[[ Record excerpts open ]]
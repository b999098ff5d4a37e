//! Shared fixtures for grade submission tests

#![allow(dead_code)]

use std::time::Duration;

use chrono::NaiveDate;
use wds_postgrades::{
    Config, CredentialsConfig, EndpointConfig, GradeClient, GradeSubmission, GradeType,
    HttpConfig, SubmissionBatch,
};

pub const USERNAME: &str = "ISU_Grades";
pub const QUALIFIED_USERNAME: &str = "ISU_Grades@lsu14";
pub const PASSWORD: &str = "s3cret&pw";
pub const SECTION: &str = "SECTION_LISTING_4401";
pub const SERVICE_PATH: &str = "/ccx/service/lsu/Student_Records/v44.0";

/// Configuration pointing at a mock server
pub fn config_for(base_url: &str) -> Config {
    Config {
        credentials: CredentialsConfig {
            username: USERNAME.to_string(),
            password: PASSWORD.to_string(),
            username_suffix: "@lsu14".to_string(),
        },
        endpoint: EndpointConfig {
            base_url: base_url.to_string(),
            api_version: "44.0".to_string(),
            ..EndpointConfig::default()
        },
        http: HttpConfig::default(),
    }
}

/// Client pointing at a mock server
pub fn client_for(base_url: &str) -> GradeClient {
    GradeClient::new(config_for(base_url)).unwrap()
}

/// Client with a short request timeout
pub fn client_with_timeout(base_url: &str, timeout: Duration) -> GradeClient {
    let mut config = config_for(base_url);
    config.http.timeout = timeout;
    GradeClient::new(config).unwrap()
}

pub fn today() -> NaiveDate {
    NaiveDate::from_ymd_opt(2025, 5, 9).unwrap()
}

/// Batch of `count` students with sequential IDs U1, U2, ...
pub fn batch(grade_type: GradeType, count: usize) -> SubmissionBatch {
    SubmissionBatch::from_submissions(
        SECTION,
        grade_type,
        (1..=count).map(|i| GradeSubmission::new(format!("U{}", i), format!("GRADE_{}", i), SECTION)),
    )
    .unwrap()
}

pub const ACCEPTED_BODY: &str = r#"<?xml version="1.0" encoding="UTF-8"?>
<env:Envelope xmlns:env="http://schemas.xmlsoap.org/soap/envelope/">
  <env:Body>
    <wd:Submit_Grades_for_Registrations_Response xmlns:wd="urn:com.workday/bsvc" wd:version="v44.0">
      <wd:Event_Reference>
        <wd:ID wd:type="WID">{a1b2c3}</wd:ID>
      </wd:Event_Reference>
    </wd:Submit_Grades_for_Registrations_Response>
  </env:Body>
</env:Envelope>"#;

/// Validation fault naming the given 1-based record positions
pub fn validation_fault(positions: &[usize]) -> String {
    let errors: String = positions
        .iter()
        .map(|p| {
            format!(
                r#"<wd:Validation_Error>
  <wd:Message>Grade is not valid for student</wd:Message>
  <wd:Detail_Message>Record {p} refused</wd:Detail_Message>
  <wd:Xpath>/wd:Submit_Grades_for_Registrations_Request[1]/wd:Submit_Grades_for_Registrations_Data[1]/wd:Student_Grades_Data[{p}]/wd:Student_Grade_Reference[1]</wd:Xpath>
</wd:Validation_Error>"#
            )
        })
        .collect();

    format!(
        r#"<?xml version="1.0" encoding="UTF-8"?>
<SOAP-ENV:Envelope xmlns:SOAP-ENV="http://schemas.xmlsoap.org/soap/envelope/">
  <SOAP-ENV:Body>
    <SOAP-ENV:Fault xmlns:wd="urn:com.workday/bsvc">
      <faultcode>SOAP-ENV:Client.validationError</faultcode>
      <faultstring>Validation error occurred. Grade is not valid for student</faultstring>
      <detail>
        <wd:Validation_Fault>{errors}</wd:Validation_Fault>
      </detail>
    </SOAP-ENV:Fault>
  </SOAP-ENV:Body>
</SOAP-ENV:Envelope>"#
    )
}

pub const SECTION_GRADED_FAULT: &str = r#"<?xml version="1.0" encoding="UTF-8"?>
<SOAP-ENV:Envelope xmlns:SOAP-ENV="http://schemas.xmlsoap.org/soap/envelope/">
  <SOAP-ENV:Body>
    <SOAP-ENV:Fault>
      <faultcode>SOAP-ENV:Client.processingFault</faultcode>
      <faultstring>All students in this section already have grades</faultstring>
    </SOAP-ENV:Fault>
  </SOAP-ENV:Body>
</SOAP-ENV:Envelope>"#;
[[ Record excerpts closed ]]
Task details: Beginning at the line above that contains "pub const USERNAME: &str", return each line exactly through the line that contains "pub fn batch(grade_type: GradeType, count: usize)", and no others.

The answer:
pub const USERNAME: &str = "ISU_Grades";
pub const QUALIFIED_USERNAME: &str = "ISU_Grades@lsu14";
pub const PASSWORD: &str = "s3cret&pw";
pub const SECTION: &str = "SECTION_LISTING_4401";
pub const SERVICE_PATH: &str = "/ccx/service/lsu/Student_Records/v44.0";

/// Configuration pointing at a mock server
pub fn config_for(base_url: &str) -> Config {
    Config {
        credentials: CredentialsConfig {
            username: USERNAME.to_string(),
            password: PASSWORD.to_string(),
            username_suffix: "@lsu14".to_string(),
        },
        endpoint: EndpointConfig {
            base_url: base_url.to_string(),
            api_version: "44.0".to_string(),
            ..EndpointConfig::default()
        },
        http: HttpConfig::default(),
    }
}

/// Client pointing at a mock server
pub fn client_for(base_url: &str) -> GradeClient {
    GradeClient::new(config_for(base_url)).unwrap()
}

/// Client with a short request timeout
pub fn client_with_timeout(base_url: &str, timeout: Duration) -> GradeClient {
    let mut config = config_for(base_url);
    config.http.timeout = timeout;
    GradeClient::new(config).unwrap()
}

pub fn today() -> NaiveDate {
    NaiveDate::from_ymd_opt(2025, 5, 9).unwrap()
}

/// Batch of `count` students with sequential IDs U1, U2, ...
pub fn batch(grade_type: GradeType, count: usize) -> SubmissionBatch {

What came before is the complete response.